C.S.H.B. 574 prohibits an insurer from in any manner prohibiting, attempting to prohibit, penalizing, terminating, or otherwise restricting a preferred provider from communicating with an insured about the availability of out-of-network providers for the provision of the insured's medical or health care services. The bill prohibits an insurer from terminating the contract of or otherwise penalizing a preferred provider solely because the provider's patients use out-of-network providers for medical or health care services. The bill authorizes an insurer's contract with a preferred provider to require that, except in a case of a medical emergency as determined by the preferred provider, before the provider may make an out-of-network referral for an insured, the preferred provider inform the insured whether the preferred provider has a financial interest in the out-of-network provider, that the insured may choose a preferred provider or an out-of-network provider, and that if the insured chooses the out-of-network provider the insured may incur higher out-of-pocket expenses.

 

C.S.H.B. 574 requires an insurer, on request, to provide to a practitioner whose participation in a preferred provider benefit plan is being terminated, in addition to the expedited review required by law, all information on which the insurer wholly or partly based the termination.

 

EFFECTIVE DATE

 

September 1, 2015.

 

COMPARISON OF ORIGINAL AND SUBSTITUTE

 

While C.S.H.B. 574 may differ from the original in minor or nonsubstantive ways, the following comparison is organized and formatted in a manner that indicates the substantial differences between the introduced and committee substitute versions of the bill.

 

INTRODUCED

HOUSE COMMITTEE SUBSTITUTE

No equivalent provision.

 

SECTION 1.  Subchapter A, Chapter 843, Insurance Code, is amended by adding Section 843.010 to read as follows:

Sec. 843.010.  APPLICABILITY OF CERTAIN PROVISIONS TO GOVERNMENTAL HEALTH BENEFIT PLANS.  Sections 843.306(f) and 843.363(a)(4) do not apply to coverage under:

(1)  the child health plan program under Chapter 62, Health and Safety Code, or the health benefits plan for children under Chapter 63, Health and Safety Code; or

(2)  a Medicaid program, including a Medicaid managed care program operated under Chapter 533, Government Code.

 

SECTION 1.  Section 843.306, Insurance Code, is amended.

 

SECTION 2. Same as introduced version.

 

 

SECTION 2.  Section 843.363(a), Insurance Code, is amended.

 

SECTION 3. Same as introduced version.

 

 

SECTION 3.  Section 1301.001, Insurance Code, is amended.

 

SECTION 4. Same as introduced version.

 

 

SECTION 4.  Subchapter A, Chapter 1301, Insurance Code, is amended.

 

SECTION 5. Same as introduced version.

 

 

SECTION 5.  Section 1301.057(d), Insurance Code, is amended.

 

SECTION 6. Same as introduced version.

 

 

SECTION 6.  (a)  Except as provided by this section, the changes in law made by this Act apply only to an insurance policy, insurance or health maintenance organization contract, or evidence of coverage delivered, issued for delivery, or renewed on or after January 1, 2016.  A policy, contract, or evidence of coverage delivered, issued for delivery, or renewed before that date is governed by the law in effect immediately before the effective date of this Act, and that law is continued in effect for that purpose.

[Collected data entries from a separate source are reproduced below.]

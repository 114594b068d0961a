use std::fmt::Display;

use itertools::Itertools;

use crate::{
    automaton::{Dfa, StateIndex, Symbol},
    Show,
};

/// Error that can occur when an automaton is rendered through the `dot` executable.
#[cfg(feature = "graphviz")]
#[derive(thiserror::Error, Debug)]
pub enum RenderError {
    /// Spawning `dot` or communicating with it failed.
    #[error("could not communicate with dot: \"{0}\"")]
    Io(#[from] std::io::Error),
    /// `dot` ran but rejected its input.
    #[error("dot exited with {status}: {stderr}")]
    Graphviz {
        /// Exit status of `dot`.
        status: std::process::ExitStatus,
        /// What `dot` wrote to its standard error.
        stderr: String,
    },
}

/// Types that can be exported in the DOT format of graphviz. Implementors only name the
/// graph, its states and its transitions, the layout of the produced text is fixed by
/// [`Dottable::dot_representation`].
pub trait Dottable {
    /// Name of the graph, `A` is used if there is none.
    fn dot_name(&self) -> Option<String>;

    /// The nodes of the graph.
    fn dot_states(&self) -> impl Iterator<Item = StateIndex> + '_;

    /// The edges of the graph as triples of source, symbol and target.
    fn dot_transitions(&self) -> impl Iterator<Item = (StateIndex, Symbol, StateIndex)> + '_;

    /// Identifier of the node standing for `idx`.
    fn dot_state_ident(&self, idx: StateIndex) -> String;

    /// Attributes of the node standing for `idx`.
    fn dot_state_attributes(&self, _idx: StateIndex) -> impl IntoIterator<Item = DotStateAttribute> {
        []
    }

    /// Attributes of the edge from `source` on `symbol`.
    fn dot_transition_attributes(
        &self,
        _source: StateIndex,
        _symbol: Symbol,
    ) -> impl IntoIterator<Item = DotTransitionAttribute> {
        []
    }

    /// Statements placed right after the opening of the graph.
    fn dot_header_statements(&self) -> impl IntoIterator<Item = String> {
        []
    }

    /// Compute the graphviz representation, for more information on the DOT format,
    /// see the [graphviz documentation](https://graphviz.org/doc/info/lang.html).
    fn dot_representation(&self) -> String {
        let header = std::iter::once(format!(
            "digraph {} {{",
            self.dot_name().unwrap_or("A".to_string())
        ))
        .chain(self.dot_header_statements());

        let states = self.dot_states().map(|q| {
            format!(
                "{} [{}]",
                sanitize_dot_ident(&self.dot_state_ident(q)),
                self.dot_state_attributes(q)
                    .into_iter()
                    .map(|attr| attr.to_string())
                    .join(", ")
            )
        });

        let transitions = self.dot_transitions().map(|(source, symbol, target)| {
            format!(
                "{} -> {} [{}]",
                sanitize_dot_ident(&self.dot_state_ident(source)),
                sanitize_dot_ident(&self.dot_state_ident(target)),
                self.dot_transition_attributes(source, symbol)
                    .into_iter()
                    .map(|attr| attr.to_string())
                    .join(", ")
            )
        });

        header
            .chain(states)
            .chain(transitions)
            .chain(std::iter::once("}".to_string()))
            .join("\n")
    }

    /// Writes the DOT representation into a temporary file and lets the `dot` executable
    /// render it as PNG into `filename`. This method is only available on the `graphviz`
    /// crate feature. If `dot` is not installed, the error is [`RenderError::Io`] with kind
    /// [`std::io::ErrorKind::NotFound`].
    #[cfg(feature = "graphviz")]
    fn render_to_file_name(&self, filename: &str) -> Result<(), RenderError> {
        use std::io::Write;

        let mut source = tempfile::Builder::new().suffix(".dot").tempfile()?;
        source.write_all(self.dot_representation().as_bytes())?;
        source.flush()?;
        tracing::debug!("rendering {} to {filename}", source.path().display());

        let output = std::process::Command::new("dot")
            .arg("-Tpng")
            .arg("-o")
            .arg(filename)
            .arg(source.path())
            .output()?;
        if !output.status.success() {
            return Err(RenderError::Graphviz {
                status: output.status,
                stderr: String::from_utf8_lossy(&output.stderr).trim().to_string(),
            });
        }
        Ok(())
    }
}

impl Dottable for Dfa {
    fn dot_name(&self) -> Option<String> {
        Some("DFA".into())
    }

    fn dot_states(&self) -> impl Iterator<Item = StateIndex> + '_ {
        self.state_indices()
    }

    fn dot_transitions(&self) -> impl Iterator<Item = (StateIndex, Symbol, StateIndex)> + '_ {
        self.state_indices().flat_map(move |q| {
            self.transitions_from(q)
                .map(move |(symbol, target)| (q, symbol, target))
        })
    }

    fn dot_state_ident(&self, idx: StateIndex) -> String {
        format!("q{}", idx.show())
    }

    fn dot_header_statements(&self) -> impl IntoIterator<Item = String> {
        [
            "init [label=\"\", shape=none]".to_string(),
            format!("init -> {}", self.dot_state_ident(self.initial())),
        ]
    }

    fn dot_state_attributes(&self, idx: StateIndex) -> impl IntoIterator<Item = DotStateAttribute> {
        let shape = if self.is_accepting(idx) {
            "doublecircle"
        } else {
            "circle"
        };
        let label = match self.label(idx) {
            Some(roots) => format!("{}\\n{}", self.dot_state_ident(idx), roots.show()),
            None => self.dot_state_ident(idx),
        };
        let mut attributes = vec![
            DotStateAttribute::Shape(shape.into()),
            DotStateAttribute::Label(label),
        ];
        if idx == self.initial() {
            attributes.push(DotStateAttribute::Color("red".into()));
        }
        attributes
    }

    fn dot_transition_attributes(
        &self,
        _source: StateIndex,
        symbol: Symbol,
    ) -> impl IntoIterator<Item = DotTransitionAttribute> {
        [DotTransitionAttribute::Label(format!("s{symbol}"))]
    }
}

/// Enum that abstracts attributes of nodes in the DOT format.
#[derive(Debug, Clone, Eq, PartialEq)]
pub enum DotStateAttribute {
    /// The label of a node
    Label(String),
    /// The shape of a node
    Shape(String),
    /// The color of a node
    Color(String),
}

impl Display for DotStateAttribute {
    fn fmt(&self, f: &mut std::fmt::Formatter<'_>) -> std::fmt::Result {
        match self {
            DotStateAttribute::Label(s) => write!(f, "label=\"{s}\""),
            DotStateAttribute::Shape(s) => write!(f, "shape=\"{s}\""),
            DotStateAttribute::Color(c) => write!(f, "color=\"{c}\""),
        }
    }
}

/// Enum that abstracts attributes of edges in the DOT format.
#[derive(Debug, Clone, Eq, PartialEq)]
pub enum DotTransitionAttribute {
    /// The label of an edge
    Label(String),
}

impl Display for DotTransitionAttribute {
    fn fmt(&self, f: &mut std::fmt::Formatter<'_>) -> std::fmt::Result {
        match self {
            DotTransitionAttribute::Label(lbl) => write!(f, "label=\"{lbl}\""),
        }
    }
}

fn sanitize_dot_ident(name: &str) -> String {
    name.chars()
        .filter_map(|chr| match chr {
            c if c.is_alphanumeric() => Some(c),
            '|' | ':' | '-' | ' ' => Some('_'),
            '_' => Some('_'),
            _ => None,
        })
        .collect()
}
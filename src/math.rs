use std::{collections::BTreeSet, hash::Hash};

use bit_set::BitSet;
use itertools::Itertools;

use crate::Show;

/// Type alias for sets, we use this to hide which type of `HashSet` we are actually using.
pub type Set<S> = fxhash::FxHashSet<S>;
/// Type alias for maps, we use this to hide which type of `HashMap` we are actually using.
pub type Map<K, V> = fxhash::FxHashMap<K, V>;

/// A set of root indices, stored as a bitset. This is the label of a state in an automaton
/// produced by [`crate::automaton::AutomatonBuilder`]. Equality and hashing only depend on
/// the elements, never on the capacity of the underlying bit vector.
#[derive(Clone, Default, Eq, PartialEq, Ord, PartialOrd, Hash)]
pub struct RootSet(BitSet);

impl RootSet {
    /// Creates an empty set.
    pub fn new() -> Self {
        Self::default()
    }

    /// Creates an empty set that can hold roots with index below `roots` without reallocating.
    pub fn with_capacity(roots: usize) -> Self {
        Self(BitSet::with_capacity(roots))
    }

    /// Returns true if the root with index `root` is contained in `self`.
    pub fn contains(&self, root: usize) -> bool {
        self.0.contains(root)
    }

    /// Adds `root` to the set, returns whether it was newly inserted.
    pub fn insert(&mut self, root: usize) -> bool {
        self.0.insert(root)
    }

    /// Number of roots in the set.
    pub fn len(&self) -> usize {
        self.0.len()
    }

    /// Returns true if no root is contained in `self`.
    pub fn is_empty(&self) -> bool {
        self.0.is_empty()
    }

    /// Iterates over the contained root indices in ascending order.
    pub fn iter(&self) -> impl Iterator<Item = usize> + '_ {
        self.0.iter()
    }

    /// Adds all elements of `other` to `self`.
    pub fn union_with(&mut self, other: &RootSet) {
        self.0.union_with(&other.0)
    }
}

impl FromIterator<usize> for RootSet {
    fn from_iter<T: IntoIterator<Item = usize>>(iter: T) -> Self {
        Self(BitSet::from_iter(iter))
    }
}

impl Extend<usize> for RootSet {
    fn extend<T: IntoIterator<Item = usize>>(&mut self, iter: T) {
        self.0.extend(iter)
    }
}

impl std::fmt::Debug for RootSet {
    fn fmt(&self, f: &mut std::fmt::Formatter<'_>) -> std::fmt::Result {
        write!(f, "{}", self.show())
    }
}

impl Show for RootSet {
    fn show(&self) -> String {
        format!("{{{}}}", self.iter().join(", "))
    }
}

/// A partition is a different view on an equivalence relation, by grouping elements of
/// type `I` into their respective classes under the relation.
#[derive(Debug, Clone)]
pub struct Partition<I: Hash + Eq>(Vec<BTreeSet<I>>);

impl<I: Hash + Eq> std::ops::Deref for Partition<I> {
    type Target = Vec<BTreeSet<I>>;
    fn deref(&self) -> &Self::Target {
        &self.0
    }
}

impl<'a, I: Hash + Eq> IntoIterator for &'a Partition<I> {
    type Item = &'a BTreeSet<I>;
    type IntoIter = std::slice::Iter<'a, BTreeSet<I>>;

    fn into_iter(self) -> Self::IntoIter {
        self.0.iter()
    }
}

impl<I: Hash + Eq> PartialEq for Partition<I> {
    fn eq(&self, other: &Self) -> bool {
        self.len() == other.len() && self.iter().all(|o| other.contains(o))
    }
}
impl<I: Hash + Eq> Eq for Partition<I> {}

impl<I: Hash + Eq + Ord> Partition<I> {
    /// Returns the size of the partition, i.e. the number of classes.
    pub fn size(&self) -> usize {
        self.0.len()
    }

    /// Builds a new partition from an iterator that yields iterators
    /// which yield elements of type `I`.
    pub fn new<X: IntoIterator<Item = I>, Y: IntoIterator<Item = X>>(iter: Y) -> Self {
        Self(
            iter.into_iter()
                .map(|it| it.into_iter().collect::<BTreeSet<_>>())
                .collect(),
        )
    }

    /// Returns the class containing `element`, if there is one.
    pub fn class_of(&self, element: &I) -> Option<&BTreeSet<I>> {
        self.0.iter().find(|class| class.contains(element))
    }
}

impl<I: Hash + Eq + Ord> From<Vec<BTreeSet<I>>> for Partition<I> {
    fn from(value: Vec<BTreeSet<I>>) -> Self {
        Self(value)
    }
}

#[cfg(test)]
mod tests {
    use super::{Partition, RootSet};
    use crate::Show;

    #[test]
    fn root_set_identity_ignores_capacity() {
        let mut small = RootSet::new();
        small.insert(1);
        small.insert(4);
        let mut large = RootSet::with_capacity(128);
        large.insert(4);
        large.insert(1);
        assert_eq!(small, large);

        let set = crate::math::Set::from_iter([small.clone()]);
        assert!(set.contains(&large));
        assert_eq!(small.show(), "{1, 4}");
    }

    #[test]
    fn partition_equality_is_order_independent() {
        let left = Partition::new([vec![0, 1], vec![2]]);
        let right = Partition::new([vec![2], vec![1, 0]]);
        assert_eq!(left, right);
        assert_eq!(left.size(), 2);
        assert_eq!(left.class_of(&1).map(|c| c.len()), Some(2));
        assert!(left.class_of(&7).is_none());
    }
}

(b)  Sections 843.306, 843.363, and 1301.057(d), Insurance Code, as amended by this Act, and Section 1301.0058, Insurance Code, as added by this Act, apply only to a contract between a health maintenance organization or insurer and a physician or health care provider that is entered into or renewed on or after the effective date of this Act.  A contract entered into or renewed before the effective date of this Act is governed by the law as it existed immediately before the effective date of this Act, and that law is continued in effect for that purpose.

 

SECTION 7. Same as introduced version.

 

 

SECTION 7.  This Act takes effect September 1, 2015.

 

SECTION 8. Same as introduced version.